Katharine Best, Benny Chain, Chris Watkins

Abstract

The T cell population in an individual needs to avoid harmful activation by self peptides while maintaining the ability to respond to an unknown set of foreign peptides. This property is acquired by a combination of thymic and extra-thymic mechanisms. We extend current models for the development of self/non-self discrimination to consider the acquisition of self-tolerance as an emergent system level property of the overall T cell receptor repertoire. We propose that tolerance is established at the level of the antigen presenting cell/T cell cluster, which facilitates and integrates cooperative interactions between T cells of different specificities. The threshold for self-reactivity is therefore imposed at a population level, and not at the level of the individual T cell/antigen encounter.

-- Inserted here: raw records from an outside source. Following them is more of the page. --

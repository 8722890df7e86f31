// Copyright Materialize, Inc. and contributors. All rights reserved.
//
// Use of this software is governed by the Business Source License
// included in the LICENSE file.
//
// As of the Change Date specified in that file, in accordance with
// the Business Source License, use of this software will be governed
// by the Apache License, Version 2.0.

//! The per-task-type worker pool.
//!
//! Each pool owns a fixed set of worker threads looping on "pop the next
//! task, execute it, report the result". The pool count is set at
//! construction and never changes. Execution happens outside the queue
//! lock, so a long-running task never blocks submission or other workers.

use std::sync::Arc;
use std::thread::JoinHandle;

use tracing::{debug, info, warn};

use quarry_agent_types::{
    BackendAddr, FinishTaskRequest, TaskPriority, TaskRequest, TaskType,
};

use crate::config::AgentConfig;
use crate::handler::{handler_for, TaskHandler};
use crate::master::{finish_task_with_retry, MasterClient};
use crate::queue::TaskQueue;
use crate::registry::TaskRegistry;
use crate::report::ReportVersion;
use crate::storage::StorageExecutor;
use crate::transfer::FileTransfer;

struct PoolShared {
    task_type: TaskType,
    worker_count: usize,
    backend: BackendAddr,
    finish_max_tries: usize,
    queue: TaskQueue,
    registry: Arc<TaskRegistry>,
    master: Arc<dyn MasterClient>,
    handler: Box<dyn TaskHandler>,
    report_version: Arc<ReportVersion>,
}

/// A fixed-size group of worker threads for one task type.
pub struct WorkerPool {
    shared: Arc<PoolShared>,
    workers: Vec<JoinHandle<()>>,
}

impl std::fmt::Debug for WorkerPool {
    fn fmt(&self, f: &mut std::fmt::Formatter<'_>) -> std::fmt::Result {
        f.debug_struct("WorkerPool")
            .field("task_type", &self.shared.task_type)
            .field("worker_count", &self.shared.worker_count)
            .finish_non_exhaustive()
    }
}

impl WorkerPool {
    /// Creates a pool for `task_type`. No threads run until
    /// [`WorkerPool::start`].
    pub fn new(
        task_type: TaskType,
        cfg: &Arc<AgentConfig>,
        registry: Arc<TaskRegistry>,
        storage: Arc<dyn StorageExecutor>,
        transfer: Arc<dyn FileTransfer>,
        master: Arc<dyn MasterClient>,
        report_version: Arc<ReportVersion>,
    ) -> WorkerPool {
        let handler = handler_for(task_type, storage, transfer, Arc::clone(cfg));
        WorkerPool {
            shared: Arc::new(PoolShared {
                task_type,
                worker_count: cfg.worker_count(task_type),
                backend: cfg.backend.clone(),
                finish_max_tries: cfg.task_finish_max_tries,
                queue: TaskQueue::new(),
                registry,
                master,
                handler,
                report_version,
            }),
            workers: Vec::new(),
        }
    }

    /// Starts the worker threads.
    pub fn start(&mut self) {
        assert!(self.workers.is_empty(), "worker pool already started");
        for i in 0..self.shared.worker_count {
            let shared = Arc::clone(&self.shared);
            let name = format!("{}-worker-{i}", self.shared.task_type);
            self.workers
                .push(quarry_ore::thread::spawn(&name, move || worker_loop(&shared)));
        }
        info!(
            task_type = %self.shared.task_type,
            workers = self.shared.worker_count,
            "worker pool started"
        );
    }

    /// Submits a task to this pool.
    ///
    /// Never blocks. A task whose signature is already in flight for this
    /// type is silently dropped: the master redelivers under network
    /// uncertainty and deduplication is the agent's half of that contract.
    pub fn submit_task(&self, task: TaskRequest) {
        let task_type = task.task_type();
        debug_assert_eq!(task_type, self.shared.task_type, "task routed to wrong pool");
        if !self
            .shared
            .registry
            .register(task_type, task.signature, &task.user)
        {
            info!(
                %task_type,
                signature = task.signature,
                "task already in flight, dropping duplicate submission"
            );
            return;
        }
        let signature = task.signature;
        self.shared.queue.push(task);
        debug!(
            %task_type,
            signature,
            queued = self.shared.queue.len(),
            "task submitted"
        );
    }

    /// Number of tasks waiting in this pool's queue.
    pub fn queued_tasks(&self) -> usize {
        self.shared.queue.len()
    }

    /// Stops accepting blocking pops and joins the workers once the queue
    /// is drained.
    pub fn shutdown(&mut self) {
        self.shared.queue.shutdown();
        for handle in self.workers.drain(..) {
            if handle.join().is_err() {
                warn!(task_type = %self.shared.task_type, "worker thread panicked");
            }
        }
    }
}

impl Drop for WorkerPool {
    fn drop(&mut self) {
        self.shutdown();
    }
}

fn worker_loop(shared: &PoolShared) {
    // Pools with a single thread drain strictly oldest-first; larger pools
    // ask for high-priority tasks ahead of the line.
    let want = (shared.worker_count > 1).then_some(TaskPriority::High);
    while let Some(task) = shared.queue.pop(want) {
        let task_type = task.task_type();
        let signature = task.signature;
        debug!(%task_type, signature, "worker picked up task");

        let outcome = shared.handler.execute(&task);

        // Release the dedup slot and the running count no matter how
        // execution went; this is the release half of the
        // at-most-one-in-flight invariant.
        shared.registry.release(task_type, signature, &task.user);

        if outcome.status.is_ok() {
            info!(%task_type, signature, "task finished");
        } else {
            warn!(
                %task_type,
                signature,
                errors = ?outcome.status.error_msgs,
                "task failed"
            );
        }

        let finish = FinishTaskRequest {
            backend: shared.backend.clone(),
            task_type,
            signature,
            status: outcome.status,
            report_version: shared.report_version.current(),
            finish_tablet_infos: outcome.finish_tablet_infos,
            snapshot_path: outcome.snapshot_path,
            split_keys: outcome.split_keys,
            checked_version: outcome.checked_version,
            checked_version_hash: outcome.checked_version_hash,
        };
        finish_task_with_retry(&*shared.master, shared.finish_max_tries, &finish);
    }
    debug!(task_type = %shared.task_type, "worker exiting");
}
// Copyright Materialize, Inc. and contributors. All rights reserved.
//
// Use of this software is governed by the Business Source License
// included in the LICENSE file.
//
// As of the Change Date specified in that file, in accordance with
// the Business Source License, use of this software will be governed
// by the Apache License, Version 2.0.

//! Duplicate-task suppression and per-user task accounting.
//!
//! One [`TaskRegistry`] is shared by every worker pool in the process, so a
//! redelivered task is rejected no matter which pool sees it first. The
//! signature set and the counters are guarded by separate locks: neither is
//! ever held across task execution or network I/O, and contention on one
//! does not serialize the other.

use std::collections::{BTreeMap, BTreeSet};
use std::sync::Mutex;

use tracing::{debug, error};

use quarry_agent_types::TaskType;

#[derive(Debug, Default)]
struct TaskCounts {
    running_per_user: BTreeMap<TaskType, BTreeMap<String, u32>>,
    total_per_user: BTreeMap<TaskType, BTreeMap<String, u64>>,
    total: BTreeMap<TaskType, u64>,
}

/// Process-wide registry of in-flight task signatures and per-user task
/// counts.
///
/// Constructed once and shared by `Arc` with every pool; never a global.
#[derive(Debug, Default)]
pub struct TaskRegistry {
    signatures: Mutex<BTreeMap<TaskType, BTreeSet<i64>>>,
    counts: Mutex<TaskCounts>,
}

impl TaskRegistry {
    /// Creates an empty registry.
    pub fn new() -> TaskRegistry {
        TaskRegistry::default()
    }

    /// Attempts to register `signature` as in flight for `task_type`.
    ///
    /// Returns `false` if the signature is already registered, in which case
    /// nothing is recorded: first-seen wins and the duplicate submission
    /// must be dropped by the caller. On success the running and total
    /// counts for `(task_type, user)` are incremented.
    pub fn register(&self, task_type: TaskType, signature: i64, user: &str) -> bool {
        {
            let mut signatures = self.signatures.lock().expect("signatures lock poisoned");
            let set = signatures.entry(task_type).or_default();
            if !set.insert(signature) {
                debug!(%task_type, signature, "task already registered, dropping duplicate");
                return false;
            }
        }
        let mut counts = self.counts.lock().expect("counts lock poisoned");
        *counts
            .running_per_user
            .entry(task_type)
            .or_default()
            .entry(user.into())
            .or_insert(0) += 1;
        *counts
            .total_per_user
            .entry(task_type)
            .or_default()
            .entry(user.into())
            .or_insert(0) += 1;
        *counts.total.entry(task_type).or_insert(0) += 1;
        true
    }

    /// Releases a completed task, success or failure alike.
    ///
    /// Removes the signature and decrements the running count for
    /// `(task_type, user)`. Each release must pair with exactly one earlier
    /// successful [`TaskRegistry::register`]; a decrement below zero is a
    /// defect, not a recoverable condition.
    pub fn release(&self, task_type: TaskType, signature: i64, user: &str) {
        {
            let mut signatures = self.signatures.lock().expect("signatures lock poisoned");
            let removed = signatures
                .get_mut(&task_type)
                .is_some_and(|set| set.remove(&signature));
            debug_assert!(removed, "released task {task_type}/{signature} was not registered");
            if !removed {
                error!(%task_type, signature, "released task was not registered");
            }
        }
        let mut counts = self.counts.lock().expect("counts lock poisoned");
        match counts
            .running_per_user
            .get_mut(&task_type)
            .and_then(|by_user| by_user.get_mut(user))
        {
            Some(count) if *count > 0 => *count -= 1,
            _ => {
                debug_assert!(false, "running count underflow for {task_type}/{user}");
                error!(%task_type, user, "running count underflow");
            }
        }
    }

    /// The running count for `(task_type, user)`.
    pub fn running_count(&self, task_type: TaskType, user: &str) -> u32 {
        let counts = self.counts.lock().expect("counts lock poisoned");
        counts
            .running_per_user
            .get(&task_type)
            .and_then(|by_user| by_user.get(user))
            .copied()
            .unwrap_or(0)
    }

    /// How many tasks of `task_type` have ever been accepted.
    pub fn total_count(&self, task_type: TaskType) -> u64 {
        let counts = self.counts.lock().expect("counts lock poisoned");
        counts.total.get(&task_type).copied().unwrap_or(0)
    }

    /// Whether `signature` is currently in flight for `task_type`.
    pub fn contains(&self, task_type: TaskType, signature: i64) -> bool {
        let signatures = self.signatures.lock().expect("signatures lock poisoned");
        signatures
            .get(&task_type)
            .is_some_and(|set| set.contains(&signature))
    }

    /// Snapshot of all in-flight signatures, for the task inventory report.
    pub fn in_flight(&self) -> BTreeMap<TaskType, Vec<i64>> {
        let signatures = self.signatures.lock().expect("signatures lock poisoned");
        signatures
            .iter()
            .filter(|(_, set)| !set.is_empty())
            .map(|(task_type, set)| (*task_type, set.iter().copied().collect()))
            .collect()
    }
}

#[cfg(test)]
mod tests {
    use super::*;

    #[test]
    fn duplicate_registration_is_rejected() {
        let registry = TaskRegistry::new();
        assert!(registry.register(TaskType::Push, 42, "u1"));
        assert!(!registry.register(TaskType::Push, 42, "u1"));
        // One rejection leaves exactly one increment behind.
        assert_eq!(registry.running_count(TaskType::Push, "u1"), 1);
        assert_eq!(registry.total_count(TaskType::Push), 1);
    }

    #[test]
    fn same_signature_different_types_coexist() {
        let registry = TaskRegistry::new();
        assert!(registry.register(TaskType::Push, 7, "u1"));
        assert!(registry.register(TaskType::Clone, 7, "u1"));
        assert!(registry.contains(TaskType::Push, 7));
        assert!(registry.contains(TaskType::Clone, 7));
    }

    #[test]
    fn release_restores_counts() {
        let registry = TaskRegistry::new();
        registry.register(TaskType::Push, 42, "u1");
        registry.release(TaskType::Push, 42, "u1");
        assert_eq!(registry.running_count(TaskType::Push, "u1"), 0);
        assert!(!registry.contains(TaskType::Push, 42));
        // Total count is cumulative and survives release.
        assert_eq!(registry.total_count(TaskType::Push), 1);
        // The slot is free for a redelivery of the same signature.
        assert!(registry.register(TaskType::Push, 42, "u1"));
    }

    #[test]
    fn in_flight_snapshot() {
        let registry = TaskRegistry::new();
        registry.register(TaskType::Push, 1, "u1");
        registry.register(TaskType::Push, 2, "u2");
        registry.register(TaskType::Clone, 3, "u1");
        registry.release(TaskType::Push, 1, "u1");
        let in_flight = registry.in_flight();
        assert_eq!(in_flight.get(&TaskType::Push), Some(&vec![2]));
        assert_eq!(in_flight.get(&TaskType::Clone), Some(&vec![3]));
    }

    #[test]
    fn concurrent_duplicate_submission_registers_once() {
        use std::sync::Arc;

        let registry = Arc::new(TaskRegistry::new());
        let mut handles = Vec::new();
        for _ in 0..8 {
            let registry = Arc::clone(&registry);
            handles.push(std::thread::spawn(move || {
                registry.register(TaskType::Push, 42, "u1")
            }));
        }
        let accepted = handles
            .into_iter()
            .map(|h| h.join().unwrap())
            .filter(|ok| *ok)
            .count();
        assert_eq!(accepted, 1);
        assert_eq!(registry.running_count(TaskType::Push, "u1"), 1);
    }
}
// Copyright Materialize, Inc. and contributors. All rights reserved.
//
// Use of this software is governed by the Business Source License
// included in the LICENSE file.
//
// As of the Change Date specified in that file, in accordance with
// the Business Source License, use of this software will be governed
// by the Apache License, Version 2.0.

//! Task worker pool for the Quarry backend node.
//!
//! The master assigns tasks (create/drop tablet, push, clone, alter, ...)
//! to backend nodes; this crate queues and executes them with bounded
//! concurrency per task type, suppresses duplicate deliveries, accounts
//! per-user load, and reports outcomes and periodic state back to the
//! master.
//!
//! The storage engine, the RPC transport and the HTTP stack are external
//! collaborators behind the [`StorageExecutor`], [`MasterClient`] and
//! [`FileTransfer`] traits.

use std::collections::BTreeMap;
use std::sync::Arc;

use quarry_agent_types::{TaskRequest, TaskType};
use tracing::warn;

pub mod config;
pub mod handler;
pub mod master;
pub mod pool;
pub mod queue;
pub mod registry;
pub mod report;
pub mod storage;
pub mod transfer;

pub use config::AgentConfig;
pub use master::{MasterClient, MasterError};
pub use pool::WorkerPool;
pub use registry::TaskRegistry;
pub use report::ReportVersion;
pub use storage::{AlterTabletStatus, StorageError, StorageExecutor};
pub use transfer::{FileTransfer, HttpFileTransfer, TransferError};

use report::{ReportKind, Reporter, ShutdownFlag};

/// The assembled agent: one worker pool per task type plus the three
/// reporter threads, all sharing one registry and one report version.
pub struct Agent {
    cfg: Arc<AgentConfig>,
    registry: Arc<TaskRegistry>,
    report_version: Arc<ReportVersion>,
    storage: Arc<dyn StorageExecutor>,
    master: Arc<dyn MasterClient>,
    pools: BTreeMap<TaskType, WorkerPool>,
    reporters: Vec<Reporter>,
    shutdown_flag: Arc<ShutdownFlag>,
}

impl std::fmt::Debug for Agent {
    fn fmt(&self, f: &mut std::fmt::Formatter<'_>) -> std::fmt::Result {
        f.debug_struct("Agent")
            .field("backend", &self.cfg.backend)
            .field("pools", &self.pools.len())
            .finish_non_exhaustive()
    }
}

impl Agent {
    /// Creates an agent wired to the given collaborators. Nothing runs
    /// until [`Agent::start`].
    pub fn new(
        cfg: AgentConfig,
        storage: Arc<dyn StorageExecutor>,
        master: Arc<dyn MasterClient>,
        transfer: Arc<dyn FileTransfer>,
    ) -> Agent {
        let cfg = Arc::new(cfg);
        let registry = Arc::new(TaskRegistry::new());
        let report_version = Arc::new(ReportVersion::new());
        let pools = TaskType::ALL
            .into_iter()
            .map(|task_type| {
                let pool = WorkerPool::new(
                    task_type,
                    &cfg,
                    Arc::clone(&registry),
                    Arc::clone(&storage),
                    Arc::clone(&transfer),
                    Arc::clone(&master),
                    Arc::clone(&report_version),
                );
                (task_type, pool)
            })
            .collect();
        Agent {
            cfg,
            registry,
            report_version,
            storage,
            master,
            pools,
            reporters: Vec::new(),
            shutdown_flag: Arc::new(ShutdownFlag::new()),
        }
    }

    /// Starts every worker pool and reporter.
    pub fn start(&mut self) {
        for pool in self.pools.values_mut() {
            pool.start();
        }
        for kind in [ReportKind::Task, ReportKind::DiskState, ReportKind::Tablet] {
            self.reporters.push(Reporter::spawn(
                kind,
                Arc::clone(&self.cfg),
                Arc::clone(&self.registry),
                Arc::clone(&self.storage),
                Arc::clone(&self.master),
                Arc::clone(&self.report_version),
                Arc::clone(&self.shutdown_flag),
            ));
        }
    }

    /// Routes a task to its type's pool.
    ///
    /// Fire and forget: duplicates are silently dropped and failures are
    /// reported to the master, never to the caller.
    pub fn submit_task(&self, task: TaskRequest) {
        match self.pools.get(&task.task_type()) {
            Some(pool) => pool.submit_task(task),
            None => {
                // Unreachable as long as `new` builds a pool per type.
                warn!(task_type = %task.task_type(), "no pool for task type");
            }
        }
    }

    /// The shared dedup/accounting registry.
    pub fn registry(&self) -> &Arc<TaskRegistry> {
        &self.registry
    }

    /// The current report version.
    pub fn report_version(&self) -> u64 {
        self.report_version.current()
    }

    /// Drains the queues, stops all workers and reporters, and joins them.
    pub fn shutdown(&mut self) {
        self.shutdown_flag.signal();
        for pool in self.pools.values_mut() {
            pool.shutdown();
        }
        for reporter in self.reporters.drain(..) {
            reporter.join();
        }
    }
}

impl Drop for Agent {
    fn drop(&mut self) {
        self.shutdown();
    }
}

Mathematically, the model can be formulated as a linear programing optimization problem that can be implemented as a multiplicative update algorithm, which shows a rapid convergence to a stable state. The model constrains self-reactivity within a predefined threshold, but maintains repertoire diversity and cross reactivity which are key characteristics of human T cell immunity. We show further that the size of individual clones in the model repertoire becomes heterogeneous, and that new clones can establish themselves even when the repertoire has stabilized. Our study combines the salient features of the "danger" model of self/non-self discrimination with the concepts of quorum sensing, and extends repertoire generation models to encompass the establishment of tolerance. Furthermore, the dynamic and continuous repertoire reshaping, which underlies tolerance in this model, suggests opportunities for therapeutic intervention to achieve long-term tolerance following transplantation.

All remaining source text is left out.